//! Simulated I2C bus and secure elements for host tests
//!
//! The bus and the delay source append to one shared event log so tests
//! can assert the exact interleaving of bus traffic and waits.

use std::cell::RefCell;
use std::collections::VecDeque;
use std::rc::Rc;
use std::vec::Vec;

use cryptoauth_hal::{Delay, I2cMaster};

use crate::packet::{
    crc16, info_revision_request, word_address, INFO_RSP_SIZE, WAKE_RESPONSE_EXPECTED,
};
use crate::transport::WAKE_FREQUENCY_HZ;

/// Something observable on the bus or the delay source
#[derive(Debug, Clone, PartialEq, Eq)]
pub enum Event {
    Frequency(u32),
    Start,
    Stop,
    Write { byte: u8, ack: bool },
    Read { byte: u8, ack: bool },
    DelayUs(u32),
    DelayMs(u32),
}

/// Shared, append-only event log
#[derive(Debug, Clone, Default)]
pub struct EventLog(Rc<RefCell<Vec<Event>>>);

impl EventLog {
    fn push(&self, event: Event) {
        self.0.borrow_mut().push(event);
    }

    /// Drain everything logged so far
    pub fn take(&self) -> Vec<Event> {
        core::mem::take(&mut *self.0.borrow_mut())
    }
}

/// Behavioural model of one secure element
#[derive(Debug, Clone)]
pub struct SimDevice {
    /// 8-bit write address
    pub address: u8,
    pub awake: bool,
    wake_token: [u8; 4],
    revision: Option<[u8; 4]>,
    echo: bool,
    nack_reads: usize,
    pending: VecDeque<u8>,
}

impl SimDevice {
    /// Asleep device with the standard wake token and no revision
    pub fn new(address: u8) -> Self {
        Self {
            address,
            awake: false,
            wake_token: WAKE_RESPONSE_EXPECTED,
            revision: None,
            echo: false,
            nack_reads: 0,
            pending: VecDeque::new(),
        }
    }

    pub fn awake(mut self) -> Self {
        self.awake = true;
        self
    }

    pub fn with_wake_token(mut self, token: [u8; 4]) -> Self {
        self.wake_token = token;
        self
    }

    pub fn with_revision(mut self, revision: [u8; 4]) -> Self {
        self.revision = Some(revision);
        self
    }

    /// Answer every command by echoing its bytes back in a response frame
    pub fn echoing(mut self) -> Self {
        self.echo = true;
        self
    }

    /// Refuse the read address this many times
    pub fn with_nack_reads(mut self, count: usize) -> Self {
        self.nack_reads = count;
        self
    }

    pub fn with_pending(mut self, bytes: &[u8]) -> Self {
        self.pending = bytes.iter().copied().collect();
        self
    }

    fn wake(&mut self) {
        self.awake = true;
        self.pending = self.wake_token.iter().copied().collect();
    }

    fn power_down(&mut self) {
        self.awake = false;
        self.pending.clear();
    }

    fn respond(&mut self, body: &[u8]) {
        let length = body.len() + 3;
        let mut frame = Vec::with_capacity(length);
        frame.push(length as u8);
        frame.extend_from_slice(body);
        frame.extend_from_slice(&crc16(&frame).to_le_bytes());
        self.pending = frame.into_iter().collect();
    }

    fn command(&mut self, packet: &[u8]) {
        if self.echo {
            self.respond(packet);
        } else if packet == info_revision_request() {
            if let Some(revision) = self.revision {
                self.respond(&revision);
                debug_assert_eq!(self.pending.len(), INFO_RSP_SIZE);
            }
        }
    }

    fn written(&mut self, bytes: &[u8]) {
        match bytes.split_first() {
            Some((&word_address::SLEEP, _)) | Some((&word_address::IDLE, _)) => {
                self.power_down()
            }
            Some((&word_address::COMMAND, packet)) => self.command(packet),
            _ => {}
        }
    }
}

#[derive(Debug, Clone, Copy, PartialEq, Eq)]
enum Selection {
    None,
    /// Address byte not sent yet
    Addressing,
    Write(usize),
    Read(usize),
    Refused,
}

/// Bus with any number of simulated devices attached
pub struct SimBus {
    log: EventLog,
    frequency: u32,
    devices: Vec<SimDevice>,
    selection: Selection,
    written: Vec<u8>,
}

impl SimBus {
    pub fn new(log: EventLog) -> Self {
        Self {
            log,
            frequency: 400_000,
            devices: Vec::new(),
            selection: Selection::None,
            written: Vec::new(),
        }
    }

    pub fn attach(&mut self, device: SimDevice) {
        self.devices.push(device);
    }

    fn address(&mut self, byte: u8) -> bool {
        if byte == 0x00 {
            // General call at reduced clock doubles as the wake pulse
            if self.frequency <= WAKE_FREQUENCY_HZ {
                self.devices.iter_mut().for_each(SimDevice::wake);
            }
            self.selection = Selection::Refused;
            return false;
        }

        let target = byte & !0x01;
        let reading = byte & 0x01 != 0;
        let Some(index) = self
            .devices
            .iter()
            .position(|d| d.address == target && d.awake)
        else {
            self.selection = Selection::Refused;
            return false;
        };

        if reading {
            let device = &mut self.devices[index];
            if device.nack_reads > 0 {
                device.nack_reads -= 1;
                self.selection = Selection::Refused;
                return false;
            }
            self.selection = Selection::Read(index);
        } else {
            self.written.clear();
            self.selection = Selection::Write(index);
        }
        true
    }
}

impl I2cMaster for SimBus {
    fn set_frequency(&mut self, hz: u32) {
        self.frequency = hz;
        self.log.push(Event::Frequency(hz));
    }

    fn start(&mut self) {
        self.selection = Selection::Addressing;
        self.log.push(Event::Start);
    }

    fn stop(&mut self) {
        if let Selection::Write(index) = self.selection {
            let bytes = core::mem::take(&mut self.written);
            self.devices[index].written(&bytes);
        }
        self.selection = Selection::None;
        self.log.push(Event::Stop);
    }

    fn send_byte(&mut self, byte: u8) -> bool {
        let ack = match self.selection {
            Selection::Addressing => self.address(byte),
            Selection::Write(_) => {
                self.written.push(byte);
                true
            }
            _ => false,
        };
        self.log.push(Event::Write { byte, ack });
        ack
    }

    fn read_byte(&mut self, ack: bool) -> u8 {
        let byte = match self.selection {
            Selection::Read(index) => self.devices[index].pending.pop_front().unwrap_or(0xFF),
            _ => 0xFF,
        };
        self.log.push(Event::Read { byte, ack });
        byte
    }
}

/// Delay source that only records
pub struct SimDelay {
    log: EventLog,
}

impl SimDelay {
    pub fn new(log: EventLog) -> Self {
        Self { log }
    }
}

impl Delay for SimDelay {
    fn delay_us(&mut self, us: u32) {
        self.log.push(Event::DelayUs(us));
    }

    fn delay_ms(&mut self, ms: u32) {
        self.log.push(Event::DelayMs(ms));
    }
}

....

▶ [Instructions for the task] Nothing but the lines from the top of the entries above through the line with "use crate::transport::WAKE_FREQUENCY_HZ;" should be set down, each exactly as written.

▶ [Task result]
//! Simulated I2C bus and secure elements for host tests
//!
//! The bus and the delay source append to one shared event log so tests
//! can assert the exact interleaving of bus traffic and waits.

use std::cell::RefCell;
use std::collections::VecDeque;
use std::rc::Rc;
use std::vec::Vec;

use cryptoauth_hal::{Delay, I2cMaster};

use crate::packet::{
    crc16, info_revision_request, word_address, INFO_RSP_SIZE, WAKE_RESPONSE_EXPECTED,
};
use crate::transport::WAKE_FREQUENCY_HZ;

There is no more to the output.